Even if we are successful in our efforts to keep physicians in practice from retiring or moving on, we will still face a shortage.

A Diminishing Provider Workforce

Prior to the pandemic, the Association of American Medical Colleges was projecting a physician shortage of up to 124,000 physicians by 20341.  Recent evidence has pointed to the acceleration of this shortage.   The Medical Group Management Association and physician recruitment firm Jackson Physician Search reported in an August 2022 survey that 51% of doctors are considering leaving for a different job in healthcare and that 41% are considering leaving the practice of medicine all together2.  This mirrors my own personal experience where seemingly every provider I know is asking me how they can get a job in health tech or some other health-related space that does not involve direct patient care.  Burnout is real, and it is a massive issue.  Unfortunately, this is not likely a short-term, COVID-19 related problem.  We are feeling the impacts of a physician shortage now and it is likely to get worse.  Access for patients is challenged, and delays in care mean that we are missing opportunities to intervene at the point when optimal outcomes can be delivered.  Over time, this will result in a higher disease burden, increased healthcare costs, and an even more stressful work environment for physicians.  Like any crisis, this presents a significant opportunity for the re-design of a system that needs disruption.  Health systems and technology innovators must work together now on efforts to increase physician supply and decrease physician demand that bring joy back to the practice of medicine and benefit all patients. 

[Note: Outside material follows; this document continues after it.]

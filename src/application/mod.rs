//! Application layer driving the image pipeline.

/// Batch thumbnail generation.
pub mod thumbnail_builder;

pub use thumbnail_builder::{BuildItem, BuildProgress, ThumbnailBuilder, collect_build_items};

Increasing Physician Supply

Increasing the physician supply will require training and retaining more physicians.  In the near term, the focus needs to be on retention.  It currently takes more than 10 years to train a physician fully and though we are admitting more applicants to medical school, this will not address immediate and mid-term needs.  We need to retain and extend our existing workforce.  In the past, it was not uncommon to see doctors in their 70’s continuing to provide care while mentoring the next generation.  This is becoming an anomaly.  35% of physicians are within 5 years of retirement age1, 36% indicate that they are considering early retirement, and 65% report they are experiencing burnout2.   To me, this is a clear indicator that the practice of medicine is not as desirable and fulfilling as it once was.  People who would have stuck around and filled needed gaps are now just leaving medicine. Technology innovation should focus on addressing the needs of this group.  Motivations to stay in practice are varied, for some, it is the patients or their community, for others, it is the ability to innovate or do research, for others, it is to train the next generation, and for a few, it is the paycheck.  Technology innovation needs to yield more time for these physicians to be flexible to do what they are passionate about.  This means working with them to understand their needs, facilitating remote work, automating necessary but tedious processes, and for many, removing the computer and mouse from the exam room.  Additionally, health systems need to reward these physicians for their years of experience and recognize the value they can still bring.  They can do this by enabling more flexible schedules, thinking differently about what that work might look like, and removing technology barriers.

Decreasing Physician Demand

Even if we are successful in our efforts to keep physicians in practice from retiring or moving on, we will still face a shortage.  We must also work to decrease the demand on our physician workforce by doing a better job with team-based care and ensuring all are working at the top of their license.  We will need to automate or delete repetitive and non-cognitive processes, and we need to facilitate improved communication.  This is key to ensuring important information is not missed when multiple individuals are involved in providing care to the patient.  For technology innovators, this means it is a must to integrate with the electronic health record. Additionally, it is likely that it will become necessary to enable individuals with less training and expertise to perform higher levels of care and decision-making.  It is imperative that our clinical decision support systems significantly improve in order for this to be successful.  Augmented Intelligence platforms and algorithms must become trusted healthcare team partners.  The reasoning behind their recommendations must be transparent, and allow for interaction (true partnership). It must provide value to the patient and the provider at the point of care in a way that influences behavior.  

Technology has reached the point where these changes are possible, and despite a relatively bleak picture right now, I am very excited about the future of medicine.  I look forward to continuing to work with my health system and our strategic technology partners on these initiatives.  I have no doubt that our collective work will positively impact the lives of many.